[solved] Why is my ReferenceCountedObject asserting?

This should be a simple problem for a sharper mind to solve, but I’m completely stumped.

I have a class that creates itself recursively into a tree, where each node has one pointer to its parent and one to its child. I thought that this would be a good place to use ReferenceCountedObjectPtr, since each node is pointed to by multiple others. But I get an assertion when closing the application. Can anyone explain why?

(I’ve simplified the example so that the tree doesn’t branch).

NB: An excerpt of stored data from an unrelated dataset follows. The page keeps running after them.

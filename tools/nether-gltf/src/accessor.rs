//! Binary accessor codec
//!
//! Reads typed, strided accessor data out of document buffers into caller
//! owned byte arrays, converting between component types on the way. All
//! multi-byte values are little-endian on both sides.

use crate::document::schema::{Accessor, Sparse};
use crate::document::{ComponentType, Document};
use crate::error::{ConvertError, Result};

/// Read one component from the start of `bytes`
///
/// `bytes` must hold at least `ty.size()` bytes.
pub fn read_component(bytes: &[u8], ty: ComponentType) -> f64 {
    match ty {
        ComponentType::I8 => bytes[0] as i8 as f64,
        ComponentType::U8 => bytes[0] as f64,
        ComponentType::I16 => i16::from_le_bytes([bytes[0], bytes[1]]) as f64,
        ComponentType::U16 => u16::from_le_bytes([bytes[0], bytes[1]]) as f64,
        ComponentType::U32 => u32::from_le_bytes([bytes[0], bytes[1], bytes[2], bytes[3]]) as f64,
        ComponentType::F32 => f32::from_le_bytes([bytes[0], bytes[1], bytes[2], bytes[3]]) as f64,
    }
}

/// Write one component to the start of `out`, casting `value` to `ty`
///
/// `out` must hold at least `ty.size()` bytes.
pub fn write_component(out: &mut [u8], ty: ComponentType, value: f64) {
    match ty {
        ComponentType::I8 => out[0] = (value as i8) as u8,
        ComponentType::U8 => out[0] = value as u8,
        ComponentType::I16 => out[..2].copy_from_slice(&(value as i16).to_le_bytes()),
        ComponentType::U16 => out[..2].copy_from_slice(&(value as u16).to_le_bytes()),
        ComponentType::U32 => out[..4].copy_from_slice(&(value as u32).to_le_bytes()),
        ComponentType::F32 => out[..4].copy_from_slice(&(value as f32).to_le_bytes()),
    }
}

/// Where consecutive elements live in a byte array
#[derive(Debug, Clone, Copy)]
struct Layout {
    offset: usize,
    stride: usize,
    component_type: ComponentType,
}

impl Layout {
    /// Only called for indices already proven in range
    fn element_start(&self, index: usize) -> usize {
        self.offset + index * self.stride
    }

    /// One past the last byte of `count` elements of `element_size`
    fn end(&self, count: usize, element_size: usize) -> Option<usize> {
        match count {
            0 => Some(self.offset),
            _ => (count - 1)
                .checked_mul(self.stride)?
                .checked_add(self.offset)?
                .checked_add(element_size),
        }
    }
}

/// Largest zero-filled output produced for an accessor without a buffer view
pub const MAX_UNBACKED_BYTES: usize = 1 << 30;

/// Decode `accessor` into `output`
///
/// Each of the `accessor.count` elements is written as
/// `accessor_type.components()` values of `output_type`, `output_stride`
/// bytes apart (tightly packed when 0). Without a buffer view the dense read
/// is skipped and `output` keeps whatever the caller put there, which should
/// be zeros. Sparse overrides are applied afterwards either way.
pub fn read_accessor(
    document: &Document,
    accessor: &Accessor,
    output: &mut [u8],
    output_type: ComponentType,
    output_stride: usize,
) -> Result<()> {
    let components = accessor.accessor_type.components();
    let out_element = components * output_type.size();
    let out = Layout {
        offset: 0,
        stride: if output_stride == 0 {
            out_element
        } else {
            output_stride
        },
        component_type: output_type,
    };

    let needed = out.end(accessor.count, out_element).unwrap_or(usize::MAX);
    if output.len() < needed {
        return Err(ConvertError::OutputTooSmall {
            needed,
            actual: output.len(),
        });
    }

    if let Some((buffer, input)) = dense_source(document, accessor)? {
        for i in 0..accessor.count {
            copy_element(buffer, input, i, output, out, i, components);
        }
    }

    if let Some(sparse) = &accessor.sparse {
        apply_sparse_deviation(document, accessor, sparse, output, output_type, out.stride)?;
    }

    Ok(())
}
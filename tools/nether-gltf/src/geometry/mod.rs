//! Per-primitive geometry extraction
//!
//! Turns every glTF mesh into a [`ProcessedMesh`]: one [`Geometry`] per
//! primitive with decoded indices, vertex attributes (tightly packed, in their
//! glTF storage type), morph displacements, bounds and joint palettes.

pub mod draco;
mod extract;
pub mod ops;
mod skinning;

pub use draco::{DracoAttributeRequest, DracoDecoder, DracoOutput, DracoRequest};
pub use extract::{process_mesh, ExtractContext};
pub use ops::{triangle_list, DefaultGeometryOps, GeometryOps};

use serde::{Serialize, Serializer};
use std::fmt;

use crate::accessor::{normalize_component, read_component};
use crate::document::{ComponentType, PrimitiveMode};

/// Canonical vertex attribute semantic
///
/// The variant order is the interleave order used by the mesh packer.
#[derive(Debug, Clone, PartialEq, Eq, Hash, PartialOrd, Ord)]
pub enum Semantic {
    Position,
    Normal,
    Tangent,
    Color(u32),
    TexCoord(u32),
    Joints(u32),
    Weights(u32),
    /// Application specific (`_FOO`) or unknown, kept verbatim
    Custom(String),
}

impl Semantic {
    pub fn parse(name: &str) -> Self {
        match name {
            "POSITION" => return Self::Position,
            "NORMAL" => return Self::Normal,
            "TANGENT" => return Self::Tangent,
            _ => {}
        }
        let indexed = |prefix: &str| {
            name.strip_prefix(prefix)
                .filter(|n| !n.is_empty() && n.bytes().all(|b| b.is_ascii_digit()))
                .and_then(|n| n.parse::<u32>().ok())
        };
        if let Some(n) = indexed("COLOR_") {
            Self::Color(n)
        } else if let Some(n) = indexed("TEXCOORD_") {
            Self::TexCoord(n)
        } else if let Some(n) = indexed("JOINTS_") {
            Self::Joints(n)
        } else if let Some(n) = indexed("WEIGHTS_") {
            Self::Weights(n)
        } else {
            Self::Custom(name.to_string())
        }
    }

    /// Set index (`n` of `TEXCOORD_n`), 0 for unindexed semantics
    pub fn set_index(&self) -> u32 {
        match self {
            Self::Color(n) | Self::TexCoord(n) | Self::Joints(n) | Self::Weights(n) => *n,
            _ => 0,
        }
    }
}

impl fmt::Display for Semantic {
    fn fmt(&self, f: &mut fmt::Formatter<'_>) -> fmt::Result {
        match self {
            Self::Position => f.write_str("POSITION"),
            Self::Normal => f.write_str("NORMAL"),
            Self::Tangent => f.write_str("TANGENT"),
            Self::Color(n) => write!(f, "COLOR_{n}"),
            Self::TexCoord(n) => write!(f, "TEXCOORD_{n}"),
            Self::Joints(n) => write!(f, "JOINTS_{n}"),
            Self::Weights(n) => write!(f, "WEIGHTS_{n}"),
            Self::Custom(name) => f.write_str(name),
        }
    }
}

impl Serialize for Semantic {
    fn serialize<S: Serializer>(&self, serializer: S) -> Result<S::Ok, S::Error> {
        serializer.collect_str(self)
    }
}

/// Storage format of one vertex attribute
#[derive(Debug, Clone, Copy, PartialEq, Eq, Serialize)]
#[serde(rename_all = "camelCase")]
pub struct VertexFormat {
    pub component_type: ComponentType,
    pub components: usize,
    pub normalized: bool,
}

impl VertexFormat {
    pub const fn f32(components: usize) -> Self {
        Self {
            component_type: ComponentType::F32,
            components,
            normalized: false,
        }
    }

    /// Bytes per vertex
    pub fn size(&self) -> usize {
        self.component_type.size() * self.components
    }
}

/// One vertex stream of a geometry
#[derive(Debug, Clone, PartialEq)]
pub struct VertexAttribute {
    pub semantic: Semantic,
    pub format: VertexFormat,
    /// Tightly packed little-endian data
    pub data: Vec<u8>,
    /// Per morph target displacements, `components` floats per vertex
    pub morphs: Option<Vec<Vec<f32>>>,
}

impl VertexAttribute {
    pub fn from_f32(semantic: Semantic, components: usize, values: &[f32]) -> Self {
        Self {
            semantic,
            format: VertexFormat::f32(components),
            data: values.iter().flat_map(|v| v.to_le_bytes()).collect(),
            morphs: None,
        }
    }

    pub fn vertex_count(&self) -> usize {
        self.data.len() / self.format.size().max(1)
    }

    /// Component values cast to f32, normalized when the format says so
    pub fn to_f32(&self) -> Vec<f32> {
        let ty = self.format.component_type;
        self.data
            .chunks_exact(ty.size())
            .map(|c| {
                let value = read_component(c, ty);
                if self.format.normalized {
                    normalize_component(value, ty) as f32
                } else {
                    value as f32
                }
            })
            .collect()
    }

    /// Component values as integers (joint ids)
    pub fn to_u32(&self) -> Vec<u32> {
        let ty = self.format.component_type;
        self.data
            .chunks_exact(ty.size())
            .map(|c| read_component(c, ty) as u32)
            .collect()
    }
}

/// Index buffer of a geometry
#[derive(Debug, Clone, PartialEq, Eq)]
pub struct Indices {
    /// glTF storage type: U8, U16 or U32
    pub format: ComponentType,
    pub values: Vec<u32>,
}

/// One primitive after extraction
#[derive(Debug, Clone, PartialEq)]
pub struct Geometry {
    pub primitive_mode: PrimitiveMode,
    pub vertex_count: usize,
    pub indices: Option<Indices>,
    /// Sorted by semantic
    pub attributes: Vec<VertexAttribute>,
    /// Entry of [`ProcessedMesh::joint_maps`] this geometry's joints index into
    pub joint_map_index: Option<usize>,
}

impl Geometry {
    pub fn attribute(&self, semantic: &Semantic) -> Option<&VertexAttribute> {
        self.attributes.iter().find(|a| &a.semantic == semantic)
    }

    pub fn attribute_mut(&mut self, semantic: &Semantic) -> Option<&mut VertexAttribute> {
        self.attributes.iter_mut().find(|a| &a.semantic == semantic)
    }

    pub fn remove_attribute(&mut self, semantic: &Semantic) -> Option<VertexAttribute> {
        let index = self.attributes.iter().position(|a| &a.semantic == semantic)?;
        Some(self.attributes.remove(index))
    }

    /// Insert or replace, keeping semantic order
    pub fn set_attribute(&mut self, attribute: VertexAttribute) {
        match self
            .attributes
            .binary_search_by(|a| a.semantic.cmp(&attribute.semantic))
        {
            Ok(index) => self.attributes[index] = attribute,
            Err(index) => self.attributes.insert(index, attribute),
        }
    }

    pub fn morph_target_count(&self) -> usize {
        self.attributes
            .iter()
            .filter_map(|a| a.morphs.as_ref().map(Vec::len))
            .max()
            .unwrap_or(0)
    }

    pub fn has_morphs(&self) -> bool {
        self.morph_target_count() > 0
    }
}

/// Every primitive of one glTF mesh, extracted
#[derive(Debug, Clone, PartialEq, Default)]
pub struct ProcessedMesh {
    pub geometries: Vec<Geometry>,
    pub material_indices: Vec<Option<usize>>,
    /// Compact joint palettes (original skin joint indices)
    pub joint_maps: Vec<Vec<u32>>,
    pub min_position: [f64; 3],
    pub max_position: [f64; 3],
    /// From `extras.targetNames`
    pub target_names: Option<Vec<String>>,
}

impl ProcessedMesh {
    /// Morph target count of the first geometry carrying morph data
    pub fn morph_target_count(&self) -> usize {
        self.geometries
            .iter()
            .map(Geometry::morph_target_count)
            .find(|&n| n > 0)
            .unwrap_or(0)
    }
}
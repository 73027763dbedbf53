//! [`Surface`] over a `CanvasRenderingContext2d`.

use backdrop_core::surface::{Paint, Surface};
use log::warn;
use web_sys::CanvasRenderingContext2d;

pub struct Canvas2dSurface {
    ctx: CanvasRenderingContext2d,
}

impl Canvas2dSurface {
    pub fn new(ctx: CanvasRenderingContext2d) -> Self {
        Self { ctx }
    }
}

impl Surface for Canvas2dSurface {
    fn clear_rect(&mut self, x: f64, y: f64, width: f64, height: f64) {
        self.ctx.clear_rect(x, y, width, height);
    }

    fn begin_path(&mut self) {
        self.ctx.begin_path();
    }

    fn move_to(&mut self, x: f64, y: f64) {
        self.ctx.move_to(x, y);
    }

    fn line_to(&mut self, x: f64, y: f64) {
        self.ctx.line_to(x, y);
    }

    fn quadratic_curve_to(&mut self, cpx: f64, cpy: f64, x: f64, y: f64) {
        self.ctx.quadratic_curve_to(cpx, cpy, x, y);
    }

    fn arc(&mut self, x: f64, y: f64, radius: f64, start_angle: f64, end_angle: f64) {
        // Negative radii throw IndexSizeError; the frame goes on without the arc.
        if let Err(e) = self.ctx.arc(x, y, radius, start_angle, end_angle) {
            warn!("arc rejected: {e:?}");
        }
    }

    fn close_path(&mut self) {
        self.ctx.close_path();
    }

    fn fill(&mut self, paint: &Paint) {
        match paint {
            Paint::Solid { color } => self.ctx.set_fill_style_str(&color.to_css()),
            Paint::LinearGradient(g) => {
                let gradient = self
                    .ctx
                    .create_linear_gradient(g.from.x, g.from.y, g.to.x, g.to.y);
                for stop in &g.stops {
                    let offset = stop.offset.clamp(0.0, 1.0) as f32;
                    if let Err(e) = gradient.add_color_stop(offset, &stop.color.to_css()) {
                        warn!("gradient stop rejected: {e:?}");
                    }
                }
                self.ctx.set_fill_style_canvas_gradient(&gradient);
            }
        }
        self.ctx.fill();
    }
}
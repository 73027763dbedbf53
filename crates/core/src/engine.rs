//! The core `Engine` trait every decorative simulation implements.
//!
//! The trait is object-safe so engines can be used as `dyn Engine` behind the
//! registry, the frame loop and the browser bindings.

use crate::surface::Surface;
use crate::viewport::{SurfaceSize, Viewport};
use serde_json::Value;

/// A frame-driven simulation that draws itself onto a [`Surface`].
///
/// The lifecycle is `resize` (at least once) followed by any interleaving of
/// `step`, `render` and pointer events. Before the first `resize` the engine
/// is [`Viewport::Unsized`] and `step`/`render` do nothing.
pub trait Engine {
    /// Reports the current surface size.
    fn resize(&mut self, size: SurfaceSize);

    /// The engine's current view of the surface size.
    fn viewport(&self) -> Viewport;

    /// Advances the simulation by one frame. `now_ms` is the frame timestamp
    /// in milliseconds, as delivered by the frame scheduler.
    fn step(&mut self, now_ms: f64);

    /// Draws the current state. Clears the surface first.
    fn render(&self, surface: &mut dyn Surface);

    /// The pointer moved to `(x, y)` in surface coordinates.
    fn pointer_moved(&mut self, _x: f64, _y: f64) {}

    /// The pointer left the surface.
    fn pointer_left(&mut self) {}

    /// Current parameter values as a JSON object.
    fn params(&self) -> Value;

    /// Schema describing all available parameters, their types, ranges, and defaults.
    fn param_schema(&self) -> Value;
}

#[cfg(test)]
mod tests {
    use super::*;
    use crate::surface::RecordingSurface;
    use serde_json::json;

    /// Minimal engine used to verify trait object safety and default methods.
    #[derive(Default)]
    struct MockEngine {
        viewport: Viewport,
        steps: usize,
    }

    impl Engine for MockEngine {
        fn resize(&mut self, size: SurfaceSize) {
            self.viewport = Viewport::Sized(size);
        }

        fn viewport(&self) -> Viewport {
            self.viewport
        }

        fn step(&mut self, _now_ms: f64) {
            if self.viewport.is_sized() {
                self.steps += 1;
            }
        }

        fn render(&self, surface: &mut dyn Surface) {
            if let Some(size) = self.viewport.size() {
                surface.clear_rect(0.0, 0.0, size.width(), size.height());
            }
        }

        fn params(&self) -> Value {
            json!({"steps": self.steps})
        }

        fn param_schema(&self) -> Value {
            json!({"steps": {"type": "integer", "default": 0}})
        }
    }

    #[test]
    fn engine_trait_is_object_safe() {
        let mut engine: Box<dyn Engine> = Box::new(MockEngine::default());
        engine.resize(SurfaceSize::new(4.0, 4.0).unwrap());
        engine.step(0.0);
        assert_eq!(engine.params()["steps"], 1);
    }

    #[test]
    fn unsized_engine_skips_step_and_render() {
        let mut engine = MockEngine::default();
        let mut surface = RecordingSurface::new();
        engine.step(16.0);
        engine.render(&mut surface);
        assert_eq!(engine.steps, 0);
        assert!(surface.commands().is_empty());
    }

    #[test]
    fn default_pointer_handlers_are_no_ops() {
        let mut engine = MockEngine::default();
        let engine_ref: &mut dyn Engine = &mut engine;
        engine_ref.pointer_moved(1.0, 2.0);
        engine_ref.pointer_left();
        assert_eq!(engine_ref.params()["steps"], 0);
    }

    #[test]
    fn param_schema_has_expected_structure() {
        let schema = MockEngine::default().param_schema();
        assert_eq!(schema["steps"]["type"], "integer");
    }
}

class RefCountTest : public ReferenceCountedObject
{
public:
    RefCountTest(int i, RefCountTest* const parent) : m_parent(parent)
    { 
        if (i > 0)
            m_child = new RefCountTest(--i, this); DBG(i);
    }
private:
    ReferenceCountedObjectPtr <RefCountTest> m_child, m_parent;
};

 RefCountTest test { 6, nullptr };

I know the theory behind shared pointers, but I’m only just beginning to use them, so it’s possible that I’m misunderstanding something fundamental about them. If my approach seems drastically wrong then please share.

Since each parent keeps a reference to the child, and the child keeps a reference to the parent, they will never go out of scope. So you get a leak at shutdown.

You need to break that cycle by using some kind of non-owning reference, e.g. WeakReference.
The std::shared_ptr has the std::weak_ptr specifically for that purpose…

Time for me to learn about weak references then!

Is there a JUCE class for this, or should I look towards the std objects you mentioned?

There is: WeakReference

So I would suggest to keep references to the children as ReferenceCountedObject::Ptr and a WeakReference to the parent. But technically either way is fine.

lass RefCountTest : public ReferenceCountedObject
{
public:
    RefCountTest (int i, RefCountTest* const parent) : m_parent(parent)
    { 
        if (i > 0)
            m_child = new RefCountTest(--i, this); DBG(i);
    }
    ~RefCountTest()
    {
        masterReference.clear();
    }
private:
    ReferenceCountedObjectPtr <RefCountTest> m_child;
    WeakReference<RefCountTest> m_parent;
    JUCE_DECLARE_WEAK_REFERENCEABLE (RefCountTest)
};

The WeakReference is automatically set to nullptr, when the referenced object is deleted.

2 Likes

Thanks for the fast response and clear explanations. I must have read about the difference between shared and weak pointers a dozen times, but I never really understood it before I stumbled into this problem.

The JUCE_DECLARE_WEAK_REFERENCEABLE macro is really useful to know about.

Great that I could help.

The smart pointers are about defining ownership and lifetime. The unique_ptr owns an object, in the case of shared_ptr (and ReferenceCountedObject), the ownership is floating between all references, that are kept around. Therefore it is sometimes hard to determine, when (and if) an object is destroyed.

They are very handy in some situations, but often they are also problematic. The scenario you showed is a great example. I saw users replacing all pointers with smart_ptr, which is a bad idea, better to find a hierarchy, what belongs where, and define the ownership there.

Thanks for the feedback. In your opinion, does my case call for shared pointers, or would unique or even simple pointers do? Just to flesh it out a little more,

  • Every node points to its parent (one) and its children (multiple)
  • Nodes can be moved from one point in the tree to another
  • If a node is deleted, all of its children are also deleted.

Originally I was using OwnedArray for the children and a raw pointer for the parent. I thought I’d try shared pointers because they seemed safer, but now I’m wondering whether it might actually be over complicating things.

I think that is the best approach, with the addition to use a std::unique_ptr for the root.

Like I said, the ReferenceCountedObject is useful, if you have an object that is held by many, and it is not predictable, when it is no longer needed.
Another use case is, when it is shared between threads, so you can make sure, it doesn’t get deleted by holding on to a reference (but careful with realtime threads, the destruction will happen at any place).
But they are very cumbersome to model interdependencies, when anything can reference anything. Then it is easy to fall in that trap of cyclic references.